Это была ловушка. На всякий случай держа отравленный кулек на вытянутых руках, я свернула за угол, чтобы без свидетелей уничтожить. Но чем дальше я уходила, тем явственнее проступала реальность. Постепенно конфеты обретали размеры, форму, цвет и, наконец, овеществились полностью.

Блин. Это была парварда. Карамель местного производства, горы которой возвышались на восточном базаре. "Ну конечно, - подумала я, - как ОНИ могут перевести яд через границу? Наши пограничники с собаками сразу унюхают... Тем более, как поместить столько конфет в багаже? Всё проще: интуристы берут конфеты на местном рынке, чтобы откупиться от назойливых детей".

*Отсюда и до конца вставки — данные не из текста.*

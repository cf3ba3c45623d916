//! Test-only game state helpers for domain unit tests.

use crate::domain::bidding::Entry;
use crate::domain::roster::Roster;
use crate::domain::rules::RoundSchedule;
use crate::domain::state::{GameState, RoundOutcome};

pub const ABC: [&str; 3] = ["A", "B", "C"];

pub fn roster(names: &[&str]) -> Roster {
    Roster::new(names).expect("test roster should be valid")
}

/// Fresh game on the classic 11-round schedule.
pub fn new_game(names: &[&str]) -> GameState {
    GameState::new(roster(names), RoundSchedule::default())
}

/// Fresh game on an explicit schedule.
pub fn new_game_with(names: &[&str], targets: &[u8]) -> GameState {
    let schedule = RoundSchedule::from_sequence(targets.to_vec(), targets.len())
        .expect("test schedule should be valid");
    GameState::new(roster(names), schedule)
}

/// Fill every bid and achieved entry (seating order) without committing.
pub fn with_entries(state: &GameState, bids: &[Entry], achieved: &[Entry]) -> GameState {
    let names: Vec<String> = state.roster().names().to_vec();
    let mut next = state.clone();
    for (seat, name) in names.iter().enumerate() {
        next = next
            .with_bid(name, bids[seat])
            .and_then(|s| s.with_achieved(name, achieved[seat]))
            .expect("entries should be accepted while in progress");
    }
    next
}

/// Enter one round of values and commit it.
pub fn play_round(state: &GameState, bids: &[u16], achieved: &[u16]) -> (GameState, RoundOutcome) {
    let bids: Vec<Entry> = bids.iter().copied().map(Some).collect();
    let achieved: Vec<Entry> = achieved.iter().copied().map(Some).collect();
    with_entries(state, &bids, &achieved)
        .commit_round()
        .expect("round should commit")
}

/// All-zero bids; always legal since every target is positive.
pub fn safe_bids(players: usize) -> Vec<u16> {
    vec![0; players]
}

/// Play every remaining round with zero bids and zero achieved.
pub fn play_to_completion(mut state: GameState) -> GameState {
    while !state.is_complete() {
        let n = state.roster().len();
        state = play_round(&state, &safe_bids(n), &vec![0; n]).0;
    }
    state
}
use serde::{Deserialize, Serialize};

use super::bidding::{parse_entry, validate_bids, BidVerdict, Entry};
use super::roster::{PlayerId, Roster};
use super::rules::RoundSchedule;
use super::scoring::round_score;
use crate::errors::DomainError;

/// Game lifecycle.
#[derive(Debug, Clone, Copy, PartialEq, Eq, Serialize, Deserialize)]
#[serde(rename_all = "snake_case")]
pub enum Phase {
    /// Rounds remain; entries and commits are accepted.
    InProgress,
    /// Every scheduled round has been committed. Terminal.
    Completed,
}

/// Which pending entry an edit targets.
#[derive(Debug, Clone, Copy, PartialEq, Eq)]
pub enum EntryKind {
    Bid,
    Achieved,
}

/// One player's result for a committed round.
#[derive(Debug, Clone, PartialEq, Eq, Serialize, Deserialize)]
pub struct PlayerRoundScore {
    pub player: String,
    pub bid: u16,
    pub achieved: u16,
    pub score: i32,
}

/// Everything a successful commit produced.
#[derive(Debug, Clone, PartialEq, Eq, Serialize, Deserialize)]
pub struct RoundOutcome {
    /// 0-based index of the round that was just committed.
    pub round_index: usize,
    pub target: u8,
    pub scores: Vec<PlayerRoundScore>,
}

/// A player's running total, used for standings.
#[derive(Debug, Clone, PartialEq, Eq, Serialize, Deserialize)]
pub struct Standing {
    pub player: String,
    pub total: i32,
}

/// Complete game state as a value.
///
/// Every transition (`with_bid`, `with_achieved`, `commit_round`) is pure: it
/// leaves `self` untouched and returns either the next state or an error.
/// Fields are private so the score sheet and pending entries only change
/// through those transitions.
#[derive(Debug, Clone, PartialEq, Eq)]
pub struct GameState {
    roster: Roster,
    schedule: RoundSchedule,
    /// Rounds committed so far; also the 0-based index of the open round.
    current_round: usize,
    /// `score_sheet[seat][round]`; `Some` iff `round < current_round`.
    score_sheet: Vec<Vec<Option<i32>>>,
    pending_bids: Vec<Entry>,
    pending_achieved: Vec<Entry>,
    phase: Phase,
}

impl GameState {
    pub fn new(roster: Roster, schedule: RoundSchedule) -> Self {
        let players = roster.len();
        let rounds = schedule.total_rounds();
        Self {
            roster,
            schedule,
            current_round: 0,
            score_sheet: vec![vec![None; rounds]; players],
            pending_bids: vec![None; players],
            pending_achieved: vec![None; players],
            phase: Phase::InProgress,
        }
    }

    // ---- transitions -------------------------------------------------------

    /// Fresh game with the same roster and schedule.
    pub fn restarted(&self) -> Self {
        Self::new(self.roster.clone(), self.schedule.clone())
    }

    pub fn with_bid(&self, player: &str, value: Entry) -> Result<Self, DomainError> {
        self.with_entry(EntryKind::Bid, player, value)
    }

    pub fn with_achieved(&self, player: &str, value: Entry) -> Result<Self, DomainError> {
        self.with_entry(EntryKind::Achieved, player, value)
    }

    /// Apply raw text input (blank clears, otherwise a non-negative integer).
    pub fn with_entry_input(
        &self,
        kind: EntryKind,
        player: &str,
        input: &str,
    ) -> Result<Self, DomainError> {
        self.ensure_in_progress()?;
        let value = parse_entry(input)?;
        self.with_entry(kind, player, value)
    }

    pub fn with_entry(
        &self,
        kind: EntryKind,
        player: &str,
        value: Entry,
    ) -> Result<Self, DomainError> {
        self.ensure_in_progress()?;
        let seat = self.roster.seat_of(player)?;
        let mut next = self.clone();
        match kind {
            EntryKind::Bid => next.pending_bids[seat] = value,
            EntryKind::Achieved => next.pending_achieved[seat] = value,
        }
        Ok(next)
    }

    /// Score the open round and advance.
    ///
    /// Fails without producing a new state when the game is over, when any
    /// entry is unset, or when the bid set sums to the round target.
    pub fn commit_round(&self) -> Result<(Self, RoundOutcome), DomainError> {
        self.ensure_in_progress()?;
        let round_index = self.current_round;
        let target = self.schedule.target_for(round_index)?;

        let mut entries = Vec::with_capacity(self.roster.len());
        let mut missing = Vec::new();
        for (seat, name) in self.roster.names().iter().enumerate() {
            match (self.pending_bids[seat], self.pending_achieved[seat]) {
                (Some(bid), Some(achieved)) => entries.push((bid, achieved)),
                _ => missing.push(name.clone()),
            }
        }
        if !missing.is_empty() {
            return Err(DomainError::IncompleteEntry { missing });
        }

        if let BidVerdict::Invalid { target, sum } = validate_bids(target, &self.pending_bids) {
            return Err(DomainError::InvalidBidSet { target, sum });
        }

        let mut next = self.clone();
        let mut scores = Vec::with_capacity(entries.len());
        for (seat, (bid, achieved)) in entries.into_iter().enumerate() {
            let score = round_score(bid, achieved);
            next.score_sheet[seat][round_index] = Some(score);
            scores.push(PlayerRoundScore {
                player: self.roster.names()[seat].clone(),
                bid,
                achieved,
                score,
            });
        }
        next.pending_bids.fill(None);
        next.pending_achieved.fill(None);
        next.current_round += 1;
        if next.current_round == next.schedule.total_rounds() {
            next.phase = Phase::Completed;
        }

        Ok((
            next,
            RoundOutcome {
                round_index,
                target,
                scores,
            },
        ))
    }

    // ---- derived reads -----------------------------------------------------

    /// Live bid-sum check for the open round, recomputed on every call.
    pub fn bid_verdict(&self) -> BidVerdict {
        match self.current_target() {
            Some(target) => validate_bids(target, &self.pending_bids),
            None => BidVerdict::Incomplete,
        }
    }

    /// Sum of committed round scores; 0 before the first commit.
    pub fn total_score(&self, player: &str) -> Result<i32, DomainError> {
        let seat = self.roster.seat_of(player)?;
        Ok(self.total_for(seat))
    }

    pub fn total_for(&self, seat: PlayerId) -> i32 {
        self.score_sheet
            .get(seat)
            .map(|slots| slots.iter().flatten().sum::<i32>())
            .unwrap_or(0)
    }

    /// Players by total, highest first. Ties keep seating order.
    pub fn standings(&self) -> Vec<Standing> {
        let mut standings: Vec<Standing> = self
            .roster
            .names()
            .iter()
            .enumerate()
            .map(|(seat, name)| Standing {
                player: name.clone(),
                total: self.total_for(seat),
            })
            .collect();
        standings.sort_by(|a, b| b.total.cmp(&a.total));
        standings
    }

    pub fn is_complete(&self) -> bool {
        self.phase == Phase::Completed
    }

    pub fn phase(&self) -> Phase {
        self.phase
    }

    pub fn current_round(&self) -> usize {
        self.current_round
    }

    /// Target of the open round; `None` once the game is complete.
    pub fn current_target(&self) -> Option<u8> {
        self.schedule.target_for(self.current_round).ok()
    }

    pub fn roster(&self) -> &Roster {
        &self.roster
    }

    pub fn schedule(&self) -> &RoundSchedule {
        &self.schedule
    }

    pub fn score_sheet(&self) -> &[Vec<Option<i32>>] {
        &self.score_sheet
    }

    pub fn pending_bid(&self, seat: PlayerId) -> Entry {
        self.pending_bids.get(seat).copied().flatten()
    }

    pub fn pending_achieved(&self, seat: PlayerId) -> Entry {
        self.pending_achieved.get(seat).copied().flatten()
    }

    pub fn pending_bids(&self) -> &[Entry] {
        &self.pending_bids
    }

    fn ensure_in_progress(&self) -> Result<(), DomainError> {
        match self.phase {
            Phase::InProgress => Ok(()),
            Phase::Completed => Err(DomainError::GameCompleted),
        }
    }
}
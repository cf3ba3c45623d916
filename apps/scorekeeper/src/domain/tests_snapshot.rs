use serde_json::json;

use crate::domain::bidding::BidVerdict;
use crate::domain::snapshot::snapshot;
use crate::domain::state::Phase;
use crate::domain::test_state_helpers::{new_game_with, play_round, play_to_completion, ABC};

#[test]
fn snapshot_in_progress_exposes_pending_entries_and_verdict() {
    let state = new_game_with(&ABC, &[4, 3, 4]);
    let state = state
        .with_bid("A", Some(2))
        .and_then(|s| s.with_bid("B", Some(1)))
        .and_then(|s| s.with_bid("C", Some(1)))
        .and_then(|s| s.with_achieved("C", Some(0)))
        .unwrap();

    let snap = snapshot(&state);
    assert_eq!(snap.phase, Phase::InProgress);
    assert!(!snap.is_complete());
    assert_eq!(snap.round_index, 0);
    assert_eq!(snap.total_rounds, 3);
    assert_eq!(snap.current_target, Some(4));
    assert_eq!(snap.targets, vec![4, 3, 4]);
    assert_eq!(snap.bid_verdict, BidVerdict::Invalid { target: 4, sum: 4 });
    assert_eq!(snap.players[2].pending_bid, Some(1));
    assert_eq!(snap.players[2].pending_achieved, Some(0));
    assert_eq!(snap.players[0].pending_achieved, None);
    assert_eq!(snap.players[0].round_scores, vec![None, None, None]);
    assert!(snap.final_standings.is_none());
}

#[test]
fn snapshot_tracks_scores_and_totals() {
    let state = new_game_with(&ABC, &[4, 3, 4]);
    let (state, _) = play_round(&state, &[1, 1, 1], &[1, 2, 1]);
    let snap = snapshot(&state);
    assert_eq!(snap.round_index, 1);
    assert_eq!(snap.current_target, Some(3));
    assert_eq!(snap.players[1].round_scores, vec![Some(2), None, None]);
    assert_eq!(snap.players[1].total, 2);
    assert_eq!(snap.players[0].total, 12);
}

#[test]
fn snapshot_complete_carries_final_standings() {
    let state = play_to_completion(new_game_with(&ABC, &[2, 1, 2]));
    let snap = snapshot(&state);
    assert!(snap.is_complete());
    assert_eq!(snap.current_target, None);
    let standings = snap.final_standings.expect("standings once complete");
    assert_eq!(standings.len(), 3);
    assert!(standings.iter().all(|s| s.total == 30));
}

#[test]
fn snapshot_serializes_with_tagged_verdict() {
    let state = new_game_with(&ABC, &[1]);
    let value = serde_json::to_value(snapshot(&state)).unwrap();
    assert_eq!(value["phase"], json!("in_progress"));
    assert_eq!(value["bid_verdict"], json!({ "status": "incomplete" }));
    assert_eq!(value["players"][0]["pending_bid"], json!(null));
    assert!(value.get("final_standings").is_none());
}
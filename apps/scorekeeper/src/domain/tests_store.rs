use std::cell::RefCell;
use std::rc::Rc;

use crate::domain::bidding::BidVerdict;
use crate::domain::game_transition::GameTransition;
use crate::domain::rules::RoundSchedule;
use crate::domain::store::GameStore;
use crate::domain::test_state_helpers::{roster, ABC};
use crate::errors::DomainError;

fn store(targets: &[u8]) -> GameStore {
    let schedule = RoundSchedule::from_sequence(targets.to_vec(), targets.len()).unwrap();
    GameStore::new(roster(&ABC), schedule)
}

fn record(store: &mut GameStore) -> Rc<RefCell<Vec<GameTransition>>> {
    let seen = Rc::new(RefCell::new(Vec::new()));
    let sink = Rc::clone(&seen);
    store.subscribe(move |t, _| sink.borrow_mut().push(t.clone()));
    seen
}

#[test]
fn set_bid_reports_live_verdict() {
    let mut store = store(&[6, 5, 6]);
    assert_eq!(store.set_bid("A", Some(2)), Ok(BidVerdict::Incomplete));
    assert_eq!(store.set_bid("B", Some(2)), Ok(BidVerdict::Incomplete));
    assert_eq!(
        store.set_bid("C", Some(2)),
        Ok(BidVerdict::Invalid { target: 6, sum: 6 })
    );
    // Entry is recorded even though the set is invalid.
    assert_eq!(store.state().pending_bid(2), Some(2));
    assert_eq!(store.set_bid_input("C", "1"), Ok(BidVerdict::Valid));
    assert_eq!(store.bid_verdict(), BidVerdict::Valid);
}

#[test]
fn invalid_input_is_rejected_without_state_change() {
    let mut store = store(&[6, 5, 6]);
    store.set_achieved("A", Some(3)).unwrap();
    let before = store.state().clone();
    assert_eq!(
        store.set_achieved_input("A", "three"),
        Err(DomainError::invalid_value("three"))
    );
    assert_eq!(store.state(), &before);
}

#[test]
fn listeners_see_edges_in_order() {
    let mut store = store(&[3, 3]);
    let seen = record(&mut store);

    store.set_bid("A", Some(1)).unwrap();
    store.set_bid("B", Some(1)).unwrap();
    store.set_bid("C", Some(1)).unwrap(); // sum 3 == target
    store.set_bid("C", Some(0)).unwrap();
    for name in ABC {
        store.set_achieved(name, Some(1)).unwrap();
    }
    store.commit_round().unwrap();

    assert_eq!(
        *seen.borrow(),
        vec![
            GameTransition::BidSetBecameInvalid { target: 3, sum: 3 },
            GameTransition::BidSetBecameValid,
            GameTransition::RoundCommitted { round_index: 0 },
        ]
    );
}

#[test]
fn rejected_commit_notifies_nobody() {
    let mut store = store(&[3, 3]);
    let seen = record(&mut store);
    assert!(matches!(
        store.commit_round(),
        Err(DomainError::IncompleteEntry { .. })
    ));
    assert!(seen.borrow().is_empty());
    assert_eq!(store.state().current_round(), 0);
}

#[test]
fn final_commit_emits_game_completed() {
    let mut store = store(&[2]);
    let seen = record(&mut store);
    for name in ABC {
        store.set_bid(name, Some(0)).unwrap();
        store.set_achieved(name, Some(0)).unwrap();
    }
    let outcome = store.commit_round().unwrap();
    assert_eq!(outcome.scores.len(), 3);
    assert!(store.is_complete());
    assert_eq!(store.total_score("B"), Ok(10));
    assert_eq!(
        *seen.borrow(),
        vec![
            GameTransition::RoundCommitted { round_index: 0 },
            GameTransition::GameCompleted,
        ]
    );
    assert_eq!(store.set_bid("A", Some(1)), Err(DomainError::GameCompleted));
    assert_eq!(store.commit_round().unwrap_err(), DomainError::GameCompleted);
    assert!(store.snapshot().final_standings.is_some());
}

#[test]
fn reset_starts_over_with_same_roster_and_schedule() {
    let mut store = store(&[2]);
    for name in ABC {
        store.set_bid(name, Some(0)).unwrap();
        store.set_achieved(name, Some(0)).unwrap();
    }
    store.commit_round().unwrap();
    assert!(store.is_complete());

    let seen = record(&mut store);
    store.reset();

    assert_eq!(*seen.borrow(), vec![GameTransition::GameReset]);
    assert!(!store.is_complete());
    assert_eq!(store.state().current_round(), 0);
    assert_eq!(store.state().current_target(), Some(2));
    assert_eq!(store.total_score("A"), Ok(0));
    assert_eq!(store.state().roster().names(), &["A", "B", "C"]);
    assert_eq!(store.set_bid("A", Some(1)), Ok(BidVerdict::Incomplete));
}

#[test]
fn reset_mid_round_clears_pending_entries() {
    let mut store = store(&[3, 3]);
    store.set_bid("A", Some(1)).unwrap();
    store.set_bid("B", Some(1)).unwrap();
    store.set_bid("C", Some(1)).unwrap();
    assert!(!store.bid_verdict().is_valid());

    let seen = record(&mut store);
    store.reset();

    // Only the reset itself is announced, not the lifted warning.
    assert_eq!(*seen.borrow(), vec![GameTransition::GameReset]);
    assert_eq!(store.state().pending_bid(0), None);
    assert_eq!(store.bid_verdict(), BidVerdict::Incomplete);
}
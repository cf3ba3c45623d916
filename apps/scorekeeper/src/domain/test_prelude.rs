// Proptest prelude for domain unit tests.
//
// Env knobs:
// - PROPTEST_CASES: number of cases per property (default 64 here; the
//   domain is cheap to exercise).
// - PROPTEST_MAX_SHRINK_MS: optional cap for shrinking time in milliseconds.

pub fn proptest_config() -> proptest::prelude::ProptestConfig {
    let base = proptest::prelude::ProptestConfig::default();

    let cases = std::env::var("PROPTEST_CASES")
        .ok()
        .and_then(|s| s.parse::<u32>().ok())
        .unwrap_or(64)
        .max(1);

    let max_shrink_time = std::env::var("PROPTEST_MAX_SHRINK_MS")
        .ok()
        .and_then(|s| s.parse::<u32>().ok())
        .unwrap_or(base.max_shrink_time);

    proptest::prelude::ProptestConfig {
        failure_persistence: None,
        cases,
        max_shrink_time,
        ..base
    }
}
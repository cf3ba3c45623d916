//! Error handling for the scorekeeper.

pub mod domain;
pub mod error_code;

pub use domain::{ConfigError, DomainError};
pub use error_code::ErrorCode;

Но план ЦРУ всё-таки сработал, если верить политикам из шоу Соловьёва. Советский союз развалился. Потоки беженцев хлынули на историческую родину. Моя семья вернулась в Башкирию. Каким-то удивительным образом, мы опять поселились в туристической Мекке. А именно —вблизи озера Кандрыкуль. Ежегодно озеро посещают тысячи туристов, больше похожих не на бухарских иностранцев, а на тех, что когда-то тарились в александровской лавочке. Шум, музыка, драки, иногда поножовщина. Вот что скрашивает мои скромные деревенские будни каждое лето. Огромное количество пустых бутылок, брошенных по берегам, оставленных в пакетах, спрятанных в кусты. Когда я училась в деревенской школе, нас отправляли на субботники — убирать мусор за туристами. Тогда-то я возненавидела это слово: туризм.

Примерно сто раз за лето останавливается автомобиль и меня спрашивают, как проехать к озеру. Запыленные люди с уставшими физиономиями. Каждый раз мне хочется послать гостей в противоположную сторону. Вместе с потенциальным мусором...

И теперь, когда я живу в Уфе — месте, скорее отталкивающем путешественников, чем привлекающем кого-либо, я думаю: как же мне повезло оказаться в городе, достоинства которого скрыты так надёжно, что порой и сам теряешься: а существуют ли они на самом деле или всё только сон, красивый и бессмысленный?